Records drawn from a dataset
▼▼▼

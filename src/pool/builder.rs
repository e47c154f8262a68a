//! Builder pattern for pool configuration.
//!
//! Provides a fluent API for configuring and creating [`WebSocketPool`]
//! instances.
//!
//! # Example
//!
//! ```no_run
//! use std::time::Duration;
//! use ws_connection_pool::{LoadBalancingStrategy, PoolBuilder};
//!
//! # fn example() -> ws_connection_pool::Result<()> {
//! let pool = PoolBuilder::new()
//!     .url("ws://kitchen.local:9000/orders")
//!     .url("ws://backup.local:9000/orders")
//!     .max_connections(2)
//!     .heartbeat_interval(Duration::from_secs(15))
//!     .load_balancing_strategy(LoadBalancingStrategy::RoundRobin)
//!     .build()?;
//! # Ok(())
//! # }
//! ```

// ============================================================================
// Imports
// ============================================================================

use std::fmt;
use std::sync::Arc;
use std::time::Duration;

use url::Url;

use crate::error::{Error, Result};
use crate::lifecycle::CleanupRegistry;
use crate::transport::{Connector, WebSocketConnector};

use super::api::MessagePool;
use super::config::{LoadBalancingStrategy, PoolConfig};
use super::core::WebSocketPool;
use super::noop::NoopPool;

// ============================================================================
// PoolBuilder
// ============================================================================

/// Builder for configuring a [`WebSocketPool`].
///
/// Starts from [`PoolConfig::default()`] with the `tokio-tungstenite`
/// connector and no cleanup registry.
#[derive(Clone)]
pub struct PoolBuilder {
    /// Settings other than URLs.
    config: PoolConfig,
    /// Endpoint URLs, parsed at build time.
    urls: Vec<String>,
    /// Transport factory; `None` selects the no-op pool.
    connector: Option<Arc<dyn Connector>>,
    /// Registry the pool registers its teardown with.
    cleanup_registry: Option<Arc<dyn CleanupRegistry>>,
}

impl Default for PoolBuilder {
    fn default() -> Self {
        Self::new()
    }
}

// ============================================================================
// PoolBuilder Implementation
// ============================================================================

impl PoolBuilder {
    /// Creates a builder with default settings.
    #[must_use]
    pub fn new() -> Self {
        Self {
            config: PoolConfig::default(),
            urls: Vec::new(),
            connector: Some(Arc::new(WebSocketConnector::new())),
            cleanup_registry: None,
        }
    }

    /// Replaces all settings with `config`, including its URLs.
    #[must_use]
    pub fn config(mut self, config: PoolConfig) -> Self {
        self.urls = config.urls.iter().map(Url::to_string).collect();
        self.config = config;
        self
    }

    /// Adds an endpoint.
    #[inline]
    #[must_use]
    pub fn url(mut self, url: impl Into<String>) -> Self {
        self.urls.push(url.into());
        self
    }

    /// Adds several endpoints.
    #[must_use]
    pub fn urls<I, S>(mut self, urls: I) -> Self
    where
        I: IntoIterator<Item = S>,
        S: Into<String>,
    {
        self.urls.extend(urls.into_iter().map(Into::into));
        self
    }

    /// Sets the connection cap.
    #[inline]
    #[must_use]
    pub fn max_connections(mut self, max: usize) -> Self {
        self.config.max_connections = max;
        self
    }

    /// Sets the reconnection budget per endpoint.
    #[inline]
    #[must_use]
    pub fn max_reconnect_attempts(mut self, attempts: u32) -> Self {
        self.config.max_reconnect_attempts = attempts;
        self
    }

    /// Sets the base backoff delay.
    #[inline]
    #[must_use]
    pub fn reconnect_delay(mut self, delay: Duration) -> Self {
        self.config.reconnect_delay = delay;
        self
    }

    /// Caps the backoff delay. Uncapped unless set.
    #[inline]
    #[must_use]
    pub fn max_reconnect_delay(mut self, delay: Duration) -> Self {
        self.config.max_reconnect_delay = Some(delay);
        self
    }

    /// Sets the keepalive period.
    #[inline]
    #[must_use]
    pub fn heartbeat_interval(mut self, interval: Duration) -> Self {
        self.config.heartbeat_interval = interval;
        self
    }

    /// Sets the open deadline.
    #[inline]
    #[must_use]
    pub fn connection_timeout(mut self, timeout: Duration) -> Self {
        self.config.connection_timeout = timeout;
        self
    }

    /// Sets the per-connection queue capacity.
    #[inline]
    #[must_use]
    pub fn message_queue_size(mut self, size: usize) -> Self {
        self.config.message_queue_size = size;
        self
    }

    /// Sets the load balancing strategy.
    #[inline]
    #[must_use]
    pub fn load_balancing_strategy(mut self, strategy: LoadBalancingStrategy) -> Self {
        self.config.load_balancing_strategy = strategy;
        self
    }

    /// Enables or disables automatic reconnection.
    #[inline]
    #[must_use]
    pub fn enable_failover(mut self, enabled: bool) -> Self {
        self.config.enable_failover = enabled;
        self
    }

    /// Sets the health sweep period.
    #[inline]
    #[must_use]
    pub fn health_check_interval(mut self, interval: Duration) -> Self {
        self.config.health_check_interval = interval;
        self
    }

    /// Sets the redelivery budget for messages that do not set one.
    #[inline]
    #[must_use]
    pub fn default_max_retries(mut self, retries: u32) -> Self {
        self.config.default_max_retries = retries;
        self
    }

    /// Sets the transport factory.
    #[inline]
    #[must_use]
    pub fn connector(mut self, connector: Arc<dyn Connector>) -> Self {
        self.connector = Some(connector);
        self
    }

    /// Declares that no transport is available in this environment.
    ///
    /// [`build_dyn`](Self::build_dyn) then yields a [`NoopPool`].
    #[inline]
    #[must_use]
    pub fn no_transport(mut self) -> Self {
        self.connector = None;
        self
    }

    /// Sets the registry the pool registers its teardown with.
    #[inline]
    #[must_use]
    pub fn cleanup_registry(mut self, registry: Arc<dyn CleanupRegistry>) -> Self {
        self.cleanup_registry = Some(registry);
        self
    }

    /// Builds the pool with validation.
    ///
    /// Must be called within a tokio runtime only when the pool is later
    /// connected; building itself spawns nothing.
    ///
    /// # Errors
    ///
    /// - [`Error::Url`] if an endpoint does not parse
    /// - [`Error::Config`] if a setting is invalid or no connector is set
    pub fn build(self) -> Result<WebSocketPool> {
        let config = self.validate_config()?;
        let connector = self.connector.ok_or_else(|| {
            Error::config(
                "No transport connector configured. Use .connector() or build_dyn() \
                 for environments without a transport.",
            )
        })?;

        Ok(WebSocketPool::new(config, connector, self.cleanup_registry))
    }

    /// Builds the pool behind the [`MessagePool`] trait.
    ///
    /// Yields a [`WebSocketPool`] when a connector is configured and a
    /// [`NoopPool`] otherwise.
    ///
    /// # Errors
    ///
    /// Same as [`build`](Self::build), except that a missing connector is
    /// not an error.
    pub fn build_dyn(self) -> Result<Arc<dyn MessagePool>> {
        if self.connector.is_none() {
            self.validate_config()?;
            return Ok(Arc::new(NoopPool::new()));
        }

        Ok(Arc::new(self.build()?))
    }
}

// ============================================================================
// Validation
// ============================================================================

impl PoolBuilder {
    /// Parses URLs and validates settings.
    fn validate_config(&self) -> Result<PoolConfig> {
        let urls = self
            .urls
            .iter()
            .map(|raw| Url::parse(raw))
            .collect::<std::result::Result<Vec<_>, _>>()?;

        let config = PoolConfig {
            urls,
            ..self.config.clone()
        };
        config.validate()?;

        Ok(config)
    }
}

impl fmt::Debug for PoolBuilder {
    fn fmt(&self, f: &mut fmt::Formatter<'_>) -> fmt::Result {
        f.debug_struct("PoolBuilder")
            .field("urls", &self.urls)
            .field("config", &self.config)
            .field("has_connector", &self.connector.is_some())
            .field("has_cleanup_registry", &self.cleanup_registry.is_some())
            .finish()
    }
}

// ============================================================================
// Tests
// ============================================================================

▲▲▲

→ **TASK**
Repeat the records exactly, including every line.

→ **ANSWER SPACE**
filename src/pool/builder.rs
repository e47c154f8262a68a
//! Builder pattern for pool configuration.
//!
//! Provides a fluent API for configuring and creating [`WebSocketPool`]
//! instances.
//!
//! # Example
//!
//! ```no_run
//! use std::time::Duration;
//! use ws_connection_pool::{LoadBalancingStrategy, PoolBuilder};
//!
//! # fn example() -> ws_connection_pool::Result<()> {
//! let pool = PoolBuilder::new()
//!     .url("ws://kitchen.local:9000/orders")
//!     .url("ws://backup.local:9000/orders")
//!     .max_connections(2)
//!     .heartbeat_interval(Duration::from_secs(15))
//!     .load_balancing_strategy(LoadBalancingStrategy::RoundRobin)
//!     .build()?;
//! # Ok(())
//! # }
//! ```

// ============================================================================
// Imports
// ============================================================================

use std::fmt;
use std::sync::Arc;
use std::time::Duration;

use url::Url;

use crate::error::{Error, Result};
use crate::lifecycle::CleanupRegistry;
use crate::transport::{Connector, WebSocketConnector};

use super::api::MessagePool;
use super::config::{LoadBalancingStrategy, PoolConfig};
use super::core::WebSocketPool;
use super::noop::NoopPool;

// ============================================================================
// PoolBuilder
// ============================================================================

/// Builder for configuring a [`WebSocketPool`].
///
/// Starts from [`PoolConfig::default()`] with the `tokio-tungstenite`
/// connector and no cleanup registry.
#[derive(Clone)]
pub struct PoolBuilder {
    /// Settings other than URLs.
    config: PoolConfig,
    /// Endpoint URLs, parsed at build time.
    urls: Vec<String>,
    /// Transport factory; `None` selects the no-op pool.
    connector: Option<Arc<dyn Connector>>,
    /// Registry the pool registers its teardown with.
    cleanup_registry: Option<Arc<dyn CleanupRegistry>>,
}

impl Default for PoolBuilder {
    fn default() -> Self {
        Self::new()
    }
}

// ============================================================================
// PoolBuilder Implementation
// ============================================================================

impl PoolBuilder {
    /// Creates a builder with default settings.
    #[must_use]
    pub fn new() -> Self {
        Self {
            config: PoolConfig::default(),
            urls: Vec::new(),
            connector: Some(Arc::new(WebSocketConnector::new())),
            cleanup_registry: None,
        }
    }

    /// Replaces all settings with `config`, including its URLs.
    #[must_use]
    pub fn config(mut self, config: PoolConfig) -> Self {
        self.urls = config.urls.iter().map(Url::to_string).collect();
        self.config = config;
        self
    }

    /// Adds an endpoint.
    #[inline]
    #[must_use]
    pub fn url(mut self, url: impl Into<String>) -> Self {
        self.urls.push(url.into());
        self
    }

    /// Adds several endpoints.
    #[must_use]
    pub fn urls<I, S>(mut self, urls: I) -> Self
    where
        I: IntoIterator<Item = S>,
        S: Into<String>,
    {
        self.urls.extend(urls.into_iter().map(Into::into));
        self
    }

    /// Sets the connection cap.
    #[inline]
    #[must_use]
    pub fn max_connections(mut self, max: usize) -> Self {
        self.config.max_connections = max;
        self
    }

    /// Sets the reconnection budget per endpoint.
    #[inline]
    #[must_use]
    pub fn max_reconnect_attempts(mut self, attempts: u32) -> Self {
        self.config.max_reconnect_attempts = attempts;
        self
    }

    /// Sets the base backoff delay.
    #[inline]
    #[must_use]
    pub fn reconnect_delay(mut self, delay: Duration) -> Self {
        self.config.reconnect_delay = delay;
        self
    }

    /// Caps the backoff delay. Uncapped unless set.
    #[inline]
    #[must_use]
    pub fn max_reconnect_delay(mut self, delay: Duration) -> Self {
        self.config.max_reconnect_delay = Some(delay);
        self
    }

    /// Sets the keepalive period.
    #[inline]
    #[must_use]
    pub fn heartbeat_interval(mut self, interval: Duration) -> Self {
        self.config.heartbeat_interval = interval;
        self
    }

    /// Sets the open deadline.
    #[inline]
    #[must_use]
    pub fn connection_timeout(mut self, timeout: Duration) -> Self {
        self.config.connection_timeout = timeout;
        self
    }

    /// Sets the per-connection queue capacity.
    #[inline]
    #[must_use]
    pub fn message_queue_size(mut self, size: usize) -> Self {
        self.config.message_queue_size = size;
        self
    }

    /// Sets the load balancing strategy.
    #[inline]
    #[must_use]
    pub fn load_balancing_strategy(mut self, strategy: LoadBalancingStrategy) -> Self {
        self.config.load_balancing_strategy = strategy;
        self
    }

    /// Enables or disables automatic reconnection.
    #[inline]
    #[must_use]
    pub fn enable_failover(mut self, enabled: bool) -> Self {
        self.config.enable_failover = enabled;
        self
    }

    /// Sets the health sweep period.
    #[inline]
    #[must_use]
    pub fn health_check_interval(mut self, interval: Duration) -> Self {
        self.config.health_check_interval = interval;
        self
    }

    /// Sets the redelivery budget for messages that do not set one.
    #[inline]
    #[must_use]
    pub fn default_max_retries(mut self, retries: u32) -> Self {
        self.config.default_max_retries = retries;
        self
    }

    /// Sets the transport factory.
    #[inline]
    #[must_use]
    pub fn connector(mut self, connector: Arc<dyn Connector>) -> Self {
        self.connector = Some(connector);
        self
    }

    /// Declares that no transport is available in this environment.
    ///
    /// [`build_dyn`](Self::build_dyn) then yields a [`NoopPool`].
    #[inline]
    #[must_use]
    pub fn no_transport(mut self) -> Self {
        self.connector = None;
        self
    }

    /// Sets the registry the pool registers its teardown with.
    #[inline]
    #[must_use]
    pub fn cleanup_registry(mut self, registry: Arc<dyn CleanupRegistry>) -> Self {
        self.cleanup_registry = Some(registry);
        self
    }

    /// Builds the pool with validation.
    ///
    /// Must be called within a tokio runtime only when the pool is later
    /// connected; building itself spawns nothing.
    ///
    /// # Errors
    ///
    /// - [`Error::Url`] if an endpoint does not parse
    /// - [`Error::Config`] if a setting is invalid or no connector is set
    pub fn build(self) -> Result<WebSocketPool> {
        let config = self.validate_config()?;
        let connector = self.connector.ok_or_else(|| {
            Error::config(
                "No transport connector configured. Use .connector() or build_dyn() \
                 for environments without a transport.",
            )
        })?;

        Ok(WebSocketPool::new(config, connector, self.cleanup_registry))
    }

    /// Builds the pool behind the [`MessagePool`] trait.
    ///
    /// Yields a [`WebSocketPool`] when a connector is configured and a
    /// [`NoopPool`] otherwise.
    ///
    /// # Errors
    ///
    /// Same as [`build`](Self::build), except that a missing connector is
    /// not an error.
    pub fn build_dyn(self) -> Result<Arc<dyn MessagePool>> {
        if self.connector.is_none() {
            self.validate_config()?;
            return Ok(Arc::new(NoopPool::new()));
        }

        Ok(Arc::new(self.build()?))
    }
}

// ============================================================================
// Validation
// ============================================================================

impl PoolBuilder {
    /// Parses URLs and validates settings.
    fn validate_config(&self) -> Result<PoolConfig> {
        let urls = self
            .urls
            .iter()
            .map(|raw| Url::parse(raw))
            .collect::<std::result::Result<Vec<_>, _>>()?;

        let config = PoolConfig {
            urls,
            ..self.config.clone()
        };
        config.validate()?;

        Ok(config)
    }
}

impl fmt::Debug for PoolBuilder {
    fn fmt(&self, f: &mut fmt::Formatter<'_>) -> fmt::Result {
        f.debug_struct("PoolBuilder")
            .field("urls", &self.urls)
            .field("config", &self.config)
            .field("has_connector", &self.connector.is_some())
            .field("has_cleanup_registry", &self.cleanup_registry.is_some())
            .finish()
    }
}

// ============================================================================
// Tests
// ============================================================================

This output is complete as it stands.